Much has been written, and rightly so, about the potential that artificial intelligence (AI) can be used to create and promote misinformation. But there is a less well-recognized but equally important application for AI in helping to detect misinformation and limit its spread. This dual role will be particularly important in geopolitics, which is closely tied to how governments shape and react to public opinion both within and beyond their borders. And it is important for another reason as well: While nation-state interest in information is certainly not new, the incorporation of AI into the information ecosystem is set to accelerate as machine learning and related technologies experience continued advances.

The present article explores the intersection of AI and information integrity in the specific context of geopolitics. Before addressing that topic further, it is important to underscore that the geopolitical implications of AI go far beyond information. AI will reshape defense, manufacturing, trade, and many other geopolitically relevant sectors. But information is unique because information flows determine what people know about their own country and the events within it, as well as what they know about events occurring on a global scale. And information flows are also critical inputs to government decisions regarding defense, national security, and the promotion of economic growth.

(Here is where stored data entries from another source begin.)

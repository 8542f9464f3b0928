// Configuration loading for Herald services

pub mod env;
pub mod error;

pub use env::{EnvLoader, Vars};
pub use error::{ConfigError, Result};

/// Load variables with the given prefix, reading `.env` from the working
/// directory first when present.
pub fn load_prefixed(prefix: &str) -> Result<Vars> {
    let loader = EnvLoader::with_prefix(prefix);
    loader.load_dotenv(None)?;
    loader.load()
}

Thus, a full accounting of how AI will influence geopolitics of necessity requires engaging with its application in the information ecosystem.

This article begins with an exploration of some of the key factors that will shape the use of AI in future digital information technologies. It then considers how AI can be applied to both the creation and detection of misinformation. The final section addresses how AI will impact efforts by nation-states to promoteor impedeinformation integrity.

Read and download the full article, Artificial intelligence, geopolitics, and information integrity.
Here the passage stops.